REVIEW · CUSCO
Machu Picchu Mystical Tour Cusco – Peru
Book on Viator →Operated by waskarexpeditions · Bookable on Viator
Machu Picchu at sunrise makes the whole plan worth it. This 2-day Cusco-to-Machu Picchu route is built around early starts and real mountain legs, with a guided visit inside the Inca citadel and time to wander at your own pace.
I also like that the Machu Picchu ticket is included, so you spend less mental energy on logistics and more time soaking in the place.
Day 1 sets the tone with a scenic transfer to Hidroeléctrica and a hike to Aguas Calientes, then Day 2 begins with a 5:00 wake-up for the climb up to the Historic Sanctuary.

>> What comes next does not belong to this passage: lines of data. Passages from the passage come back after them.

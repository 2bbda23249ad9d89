//! Allocation commands.

use anyhow::Result;
use clap::{Args, Subcommand};
use evalwatch_monitor::{dump_allocation_status, EvaluationSource};

use crate::error::CliError;
use crate::output::{print_single, ConsoleSink, OutputFormat};

use super::CommandContext;

/// Allocation commands.
#[derive(Debug, Args)]
pub struct AllocCommand {
    #[command(subcommand)]
    command: AllocSubcommand,
}

#[derive(Debug, Subcommand)]
enum AllocSubcommand {
    /// Show an allocation's status and placement metrics.
    Status(StatusArgs),
}

#[derive(Debug, Args)]
struct StatusArgs {
    /// Allocation ID.
    alloc_id: String,
}

impl AllocCommand {
    pub async fn run(self, ctx: CommandContext) -> Result<()> {
        match self.command {
            AllocSubcommand::Status(args) => status(ctx, args).await,
        }
    }
}

async fn status(ctx: CommandContext, args: StatusArgs) -> Result<()> {
    let client = ctx.client()?;
    let alloc = client
        .allocation(&args.alloc_id)
        .await
        .map_err(|source| CliError::QueryAllocation {
            alloc_id: args.alloc_id.clone(),
            source,
        })?;

    match ctx.format {
        OutputFormat::Json => print_single(&alloc),
        OutputFormat::Table => dump_allocation_status(&mut ConsoleSink::stdio(), &alloc),
    }

    Ok(())
}
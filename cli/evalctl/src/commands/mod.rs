//! CLI commands.

mod alloc;
mod eval;

use anyhow::Result;
use clap::{ArgAction, Parser, Subcommand};

use crate::client::ApiClient;
use crate::config::{Config, Overrides};
use crate::output::OutputFormat;

/// evalctl - Watch scheduler evaluations until they settle.
#[derive(Debug, Parser)]
#[command(name = "evalctl")]
#[command(author, version, about, long_about = None)]
pub struct Cli {
    /// Address of the orchestrator API.
    #[arg(long, global = true, env = "EVALCTL_ADDR")]
    address: Option<String>,

    /// ACL token sent with every request.
    #[arg(long, global = true, env = "EVALCTL_TOKEN", hide_env_values = true)]
    token: Option<String>,

    /// Output format (table or json).
    #[arg(long, global = true, default_value = "table")]
    format: String,

    /// Disable colored output.
    #[arg(long, global = true)]
    no_color: bool,

    /// Increase log verbosity (-v info, -vv debug).
    #[arg(short, long, global = true, action = ArgAction::Count)]
    verbose: u8,

    #[command(subcommand)]
    command: Commands,
}

#[derive(Debug, Subcommand)]
enum Commands {
    /// Inspect and monitor evaluations.
    Eval(eval::EvalCommand),

    /// Inspect allocations.
    Alloc(alloc::AllocCommand),

    /// Show CLI version.
    Version,
}

impl Cli {
    /// Default log filter for the requested verbosity.
    pub fn log_filter(&self) -> &'static str {
        match self.verbose {
            0 => "warn",
            1 => "info",
            _ => "debug",
        }
    }

    /// Run the CLI command and return the process exit code.
    pub async fn run(self) -> Result<i32> {
        if self.no_color {
            colored::control::set_override(false);
        }

        let format: OutputFormat = self.format.parse()?;

        let config = Config::load()?.with_overrides(Overrides {
            address: self.address,
            token: self.token,
            ..Overrides::default()
        });

        let ctx = CommandContext { config, format };

        match self.command {
            Commands::Eval(cmd) => cmd.run(ctx).await,
            Commands::Alloc(cmd) => cmd.run(ctx).await.map(|()| 0),
            Commands::Version => {
                println!("evalctl {}", env!("CARGO_PKG_VERSION"));
                Ok(0)
            }
        }
    }
}

/// Shared command context.
pub struct CommandContext {
    pub config: Config,
    pub format: OutputFormat,
}

impl CommandContext {
    /// Get an API client for the configured address.
    pub fn client(&self) -> Result<ApiClient> {
        ApiClient::new(&self.config)
    }
}

#[cfg(test)]
mod tests {
    use super::*;

    #[test]
    fn test_cli_definition() {
        use clap::CommandFactory;
        Cli::command().debug_assert();
    }

    #[test]
    fn test_parse_monitor_with_global_flags() {
        let cli = Cli::try_parse_from([
            "evalctl",
            "eval",
            "monitor",
            "eval1",
            "--address",
            "http://10.0.0.1:4646",
            "--timeout",
            "60",
            "-vv",
        ])
        .unwrap();

        assert_eq!(cli.address.as_deref(), Some("http://10.0.0.1:4646"));
        assert_eq!(cli.log_filter(), "debug");
        assert!(matches!(cli.command, Commands::Eval(_)));
    }

    #[test]
    fn test_monitor_requires_eval_id() {
        assert!(Cli::try_parse_from(["evalctl", "eval", "monitor"]).is_err());
    }
}
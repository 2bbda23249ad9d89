//! Output formatting for CLI commands.

use std::io::{self, Write};
use std::str::FromStr;

use chrono::{DateTime, Local};
use colored::Colorize;
use evalwatch_monitor::OutputSink;
use serde::Serialize;
use tabled::{Table, Tabled};

use crate::error::CliError;

/// Output format.
#[derive(Debug, Clone, Copy, Default, PartialEq, Eq)]
pub enum OutputFormat {
    /// Human-readable table format.
    #[default]
    Table,
    /// JSON format.
    Json,
}

impl FromStr for OutputFormat {
    type Err = CliError;

    fn from_str(s: &str) -> Result<Self, Self::Err> {
        match s {
            "table" => Ok(Self::Table),
            "json" => Ok(Self::Json),
            other => Err(CliError::InvalidFormat(other.to_string())),
        }
    }
}

/// Print data in the specified format.
pub fn print_output<T: Serialize + Tabled>(data: &[T], format: OutputFormat) {
    match format {
        OutputFormat::Table => {
            if data.is_empty() {
                println!("{}", "No allocations found.".dimmed());
            } else {
                let table = Table::new(data).to_string();
                println!("{}", table);
            }
        }
        OutputFormat::Json => {
            println!("{}", format_json(data, "[]"));
        }
    }
}

/// Print a single item as JSON.
pub fn print_single<T: Serialize>(data: &T) {
    println!("{}", format_json(data, "{}"));
}

fn format_json<T: Serialize + ?Sized>(data: &T, fallback: &str) -> String {
    serde_json::to_string_pretty(data).unwrap_or_else(|_| fallback.to_string())
}

/// Terminal sink for monitor output.
///
/// Progress lines are stamped and highlighted, change events are indented
/// beneath them, and errors go to stderr.
pub struct ConsoleSink<O, E> {
    out: O,
    err: E,
    clock: fn() -> DateTime<Local>,
}

impl ConsoleSink<io::Stdout, io::Stderr> {
    pub fn stdio() -> Self {
        Self::new(io::stdout(), io::stderr())
    }
}

impl<O: Write + Send, E: Write + Send> ConsoleSink<O, E> {
    pub fn new(out: O, err: E) -> Self {
        Self {
            out,
            err,
            clock: Local::now,
        }
    }

    fn timestamp(&self) -> String {
        (self.clock)().format("%Y-%m-%dT%H:%M:%S%:z").to_string()
    }
}

// Write errors on a closed terminal are dropped; there is nowhere to report them.
impl<O: Write + Send, E: Write + Send> OutputSink for ConsoleSink<O, E> {
    fn output(&mut self, line: &str) {
        let _ = writeln!(self.out, "    {}", line);
    }

    fn info(&mut self, line: &str) {
        let stamped = format!("==> {}: {}", self.timestamp(), line);
        let _ = writeln!(self.out, "{}", stamped.bold());
    }

    fn error(&mut self, line: &str) {
        let _ = writeln!(self.err, "{}", line.red());
    }
}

One drawback to consider: you’ll be doing multiple hikes (and moving fast on a schedule), so if you want a super relaxed trip, this may feel a bit intense.
In This Review
- Key highlights at a glance
- A 2-Day Machu Picchu Plan That Actually Uses Your Time
- Day 1: Cusco to Hidroeléctrica, then the Hike to Aguas Calientes
- Your Hostel Night, Plus Dinner and Breakfast
- Day 2: The 5:00 Wake-Up and Guided Time Inside Machu Picchu
- Transportation and Tickets: What’s Included vs. What You Might Still Pay
- The Guide Factor: Waskar’s Inca-Culture Storytelling and Spiritual Touch
- What You’ll See and Feel at Machu Picchu (Beyond the Usual Photo Spots)

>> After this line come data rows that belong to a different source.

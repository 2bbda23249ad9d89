//! Read-only API the monitor needs from the orchestrator.

use std::sync::Arc;

use async_trait::async_trait;
use thiserror::Error;

use crate::api::{Allocation, AllocationStub, Evaluation, QueryMeta, QueryOptions};

/// Errors surfaced by an [`EvaluationSource`].
#[derive(Debug, Clone, PartialEq, Eq, Error)]
pub enum ApiError {
    /// The request never produced a response.
    #[error("transport error: {0}")]
    Transport(String),

    #[error("not found: {0}")]
    NotFound(String),

    /// The server answered with a non-success status.
    #[error("unexpected response ({status}): {message}")]
    Status { status: u16, message: String },

    /// The response body could not be decoded.
    #[error("failed to decode response: {0}")]
    Decode(String),
}

/// Source of evaluation and allocation records.
///
/// Implementations own transport, authentication and blocking-query
/// mechanics. A blocking query (`QueryOptions::is_blocking`) should hold the
/// request until the resource index moves past `wait_index` or `wait_time`
/// elapses.
#[async_trait]
pub trait EvaluationSource: Send + Sync {
    /// Read one evaluation.
    async fn evaluation(
        &self,
        eval_id: &str,
        query: &QueryOptions,
    ) -> Result<(Evaluation, QueryMeta), ApiError>;

    /// List the allocations created or touched by an evaluation.
    async fn allocations(
        &self,
        eval_id: &str,
        query: &QueryOptions,
    ) -> Result<(Vec<AllocationStub>, QueryMeta), ApiError>;

    /// Read the full record of one allocation.
    async fn allocation(&self, alloc_id: &str) -> Result<Allocation, ApiError>;
}

#[async_trait]
impl<T: EvaluationSource + ?Sized> EvaluationSource for Arc<T> {
    async fn evaluation(
        &self,
        eval_id: &str,
        query: &QueryOptions,
    ) -> Result<(Evaluation, QueryMeta), ApiError> {
        (**self).evaluation(eval_id, query).await
    }

    async fn allocations(
        &self,
        eval_id: &str,
        query: &QueryOptions,
    ) -> Result<(Vec<AllocationStub>, QueryMeta), ApiError> {
        (**self).allocations(eval_id, query).await
    }

    async fn allocation(&self, alloc_id: &str) -> Result<Allocation, ApiError> {
        (**self).allocation(alloc_id).await
    }
}

#[async_trait]
impl<T: EvaluationSource + ?Sized> EvaluationSource for &T {
    async fn evaluation(
        &self,
        eval_id: &str,
        query: &QueryOptions,
    ) -> Result<(Evaluation, QueryMeta), ApiError> {
        (**self).evaluation(eval_id, query).await
    }

    async fn allocations(
        &self,
        eval_id: &str,
        query: &QueryOptions,
    ) -> Result<(Vec<AllocationStub>, QueryMeta), ApiError> {
        (**self).allocations(eval_id, query).await
    }

    async fn allocation(&self, alloc_id: &str) -> Result<Allocation, ApiError> {
        (**self).allocation(alloc_id).await
    }
}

- Fitness, Altitude, and a Schedule That Doesn’t Forgive Slowness
- Price and Logistics: Does $239.89 Really Make Sense?
- Should You Book This Machu Picchu Mystical Tour?
- FAQ
- What time does the tour pickup start in Cusco?
- How long is the tour?
- Is the Machu Picchu ticket included?
- Do I get a guided tour inside Machu Picchu?

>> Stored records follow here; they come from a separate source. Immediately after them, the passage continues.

//! Placement diagnostics for allocations the scheduler could not place.

use std::collections::BTreeMap;

use crate::api::{Allocation, AllocationMetric};
use crate::sink::OutputSink;

/// Explain why placement failed, one line per finding.
///
/// Absent metrics are treated as an all-zero record. Maps are walked in
/// name order so repeated calls produce identical output.
pub fn format_placement_failure(metrics: Option<&AllocationMetric>) -> Vec<String> {
    let zero = AllocationMetric::default();
    let metrics = metrics.unwrap_or(&zero);
    let mut lines = Vec::new();

    if metrics.nodes_evaluated == 0 {
        lines.push("No nodes were eligible for evaluation".to_string());
    } else {
        lines.push(format!(
            "{}/{} nodes filtered",
            metrics.nodes_filtered, metrics.nodes_evaluated
        ));
    }

    for (class, count) in nonzero(&metrics.class_filtered) {
        lines.push(format!("Class \"{}\" filtered {} nodes", class, count));
    }
    for (constraint, count) in nonzero(&metrics.constraint_filtered) {
        lines.push(format!(
            "Constraint \"{}\" filtered {} nodes",
            constraint, count
        ));
    }

    if metrics.nodes_exhausted > 0 {
        lines.push(format!(
            "Resources exhausted on {} nodes",
            metrics.nodes_exhausted
        ));
    }
    for (class, count) in nonzero(&metrics.class_exhausted) {
        lines.push(format!("Class \"{}\" exhausted on {} nodes", class, count));
    }
    for (dimension, count) in nonzero(&metrics.dimension_exhausted) {
        lines.push(format!(
            "Dimension \"{}\" exhausted on {} nodes",
            dimension, count
        ));
    }

    for (name, score) in &metrics.scores {
        lines.push(format!("Score \"{}\" = {:.6}", name, score));
    }

    lines
}

/// Header plus bulleted diagnostics for one allocation.
pub fn allocation_status_lines(alloc: &Allocation) -> Vec<String> {
    let mut lines = vec![format!(
        "Allocation \"{}\" (group \"{}\") status \"{}\"",
        alloc.id, alloc.task_group, alloc.client_status
    )];
    lines.extend(
        format_placement_failure(alloc.metrics.as_ref())
            .into_iter()
            .map(|line| format!("  * {}", line)),
    );
    lines
}

/// Write an allocation's placement diagnostics to the sink.
pub fn dump_allocation_status<S: OutputSink + ?Sized>(sink: &mut S, alloc: &Allocation) {
    for line in allocation_status_lines(alloc) {
        sink.output(&line);
    }
}

fn nonzero<'a>(map: &'a BTreeMap<String, u64>) -> impl Iterator<Item = (&'a String, &'a u64)> + 'a {
    map.iter().filter(|(_, count)| **count > 0)
}

#[cfg(test)]
mod tests {
    use proptest::prelude::*;

    use super::*;
    use crate::api::{ClientStatus, DesiredStatus};
    use crate::sink::MemorySink;

    fn counts(entries: &[(&str, u64)]) -> BTreeMap<String, u64> {
        entries
            .iter()
            .map(|(name, count)| (name.to_string(), *count))
            .collect()
    }

    fn allocation(metrics: Option<AllocationMetric>) -> Allocation {
        Allocation {
            id: "alloc1".to_string(),
            eval_id: "eval1".to_string(),
            task_group: "group1".to_string(),
            node_id: String::new(),
            desired_status: DesiredStatus::Run,
            desired_description: String::new(),
            client_status: ClientStatus::Running,
            client_description: String::new(),
            create_index: 1,
            metrics,
        }
    }

    fn busy_cluster() -> AllocationMetric {
        AllocationMetric {
            nodes_evaluated: 10,
            nodes_filtered: 5,
            nodes_exhausted: 1,
            constraint_filtered: counts(&[("$attr.kernel.name = linux", 1)]),
            class_exhausted: counts(&[("web-large", 1)]),
            dimension_exhausted: counts(&[("cpu", 1)]),
            ..Default::default()
        }
    }

    #[test]
    fn test_dump_allocation_status() {
        let mut sink = MemorySink::new();
        dump_allocation_status(&mut sink, &allocation(Some(busy_cluster())));

        let out = sink.text();
        assert!(out.contains("alloc1"), "missing alloc\n\n{out}");
        assert!(out.contains("group1"), "missing group\n\n{out}");
        assert!(out.contains("running"), "missing status\n\n{out}");
        assert!(out.contains("5/10"), "missing filter stats\n\n{out}");
        assert!(out.contains(r#"Constraint "$attr.kernel.name = linux" filtered 1 nodes"#));
        assert!(out.contains("Resources exhausted on 1 nodes"));
        assert!(out.contains(r#"Class "web-large" exhausted on 1 nodes"#));
        assert!(out.contains(r#"Dimension "cpu" exhausted on 1 nodes"#));
        assert!(!out.contains("No nodes were eligible"));
    }

    #[test]
    fn test_no_eligible_nodes_warning_replaces_ratio() {
        let mut metrics = busy_cluster();
        metrics.nodes_evaluated = 0;

        let lines = format_placement_failure(Some(&metrics));
        assert_eq!(lines[0], "No nodes were eligible for evaluation");
        assert!(lines.iter().all(|line| !line.contains("nodes filtered")));
    }

    #[test]
    fn test_absent_metrics() {
        let lines = format_placement_failure(None);
        assert_eq!(lines, vec!["No nodes were eligible for evaluation"]);

        let lines = allocation_status_lines(&allocation(None));
        assert_eq!(lines.len(), 2);
        assert_eq!(lines[1], "  * No nodes were eligible for evaluation");
    }

    #[test]
    fn test_zero_counts_are_skipped() {
        let metrics = AllocationMetric {
            nodes_evaluated: 4,
            nodes_filtered: 0,
            constraint_filtered: counts(&[("${node.class} = gpu", 0)]),
            class_exhausted: counts(&[("batch", 0)]),
            ..Default::default()
        };

        assert_eq!(
            format_placement_failure(Some(&metrics)),
            vec!["0/4 nodes filtered"]
        );
    }

    #[test]
    fn test_lines_follow_name_order() {
        let metrics = AllocationMetric {
            nodes_evaluated: 6,
            nodes_filtered: 6,
            class_filtered: counts(&[("storage", 1)]),
            constraint_filtered: counts(&[("zone = b", 2), ("arch = arm64", 3)]),
            ..Default::default()
        };

        assert_eq!(
            format_placement_failure(Some(&metrics)),
            vec![
                "6/6 nodes filtered",
                r#"Class "storage" filtered 1 nodes"#,
                r#"Constraint "arch = arm64" filtered 3 nodes"#,
                r#"Constraint "zone = b" filtered 2 nodes"#,
            ]
        );
    }

    #[test]
    fn test_scores_are_listed() {
        let metrics = AllocationMetric {
            nodes_evaluated: 1,
            scores: [("node1.binpack".to_string(), 2.5)].into_iter().collect(),
            ..Default::default()
        };

        let lines = format_placement_failure(Some(&metrics));
        assert_eq!(lines.last().unwrap(), r#"Score "node1.binpack" = 2.500000"#);
    }

    proptest! {
        #[test]
        fn formatting_is_deterministic(
            evaluated in 0u64..50,
            filtered in 0u64..50,
            constraints in proptest::collection::btree_map("[a-z]{1,8}", 0u64..5, 0..6),
        ) {
            let metrics = AllocationMetric {
                nodes_evaluated: evaluated,
                nodes_filtered: filtered,
                constraint_filtered: constraints.clone(),
                ..Default::default()
            };

            let first = format_placement_failure(Some(&metrics));
            let second = format_placement_failure(Some(&metrics.clone()));
            prop_assert_eq!(&first, &second);

            let constraint_lines = first.iter().filter(|l| l.starts_with("Constraint")).count();
            let expected = constraints.values().filter(|c| **c > 0).count();
            prop_assert_eq!(constraint_lines, expected);
        }
    }
}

- Where do I stay overnight?
- What meals are included?
- Is the tour private?
- What transport is included, and what is not?
- How early do we start on Day 2?
- Is there a physical fitness requirement?
- Can I bring a service animal?
Key highlights at a glance

- 5:00 wake-up and a timed hike to Machu Picchu’s entrance area
- 2 hours guided inside Machu Picchu, plus free time to explore on your own
- Machu Picchu admission ticket included (major part of what you pay for)
- Hostel for one night with dinner and breakfast included
- Private tour just for your group, led in English/Spanish
- Waskar Expeditions guide with an Inca-culture storytelling style, sometimes including spiritual moments
A 2-Day Machu Picchu Plan That Actually Uses Your Time

If your dream is Machu Picchu with a sense of occasion, this format makes sense. You’re not just getting dropped off and rushing through. You’re doing an early climb, entering with a guide, and then getting space to look around after the structured part.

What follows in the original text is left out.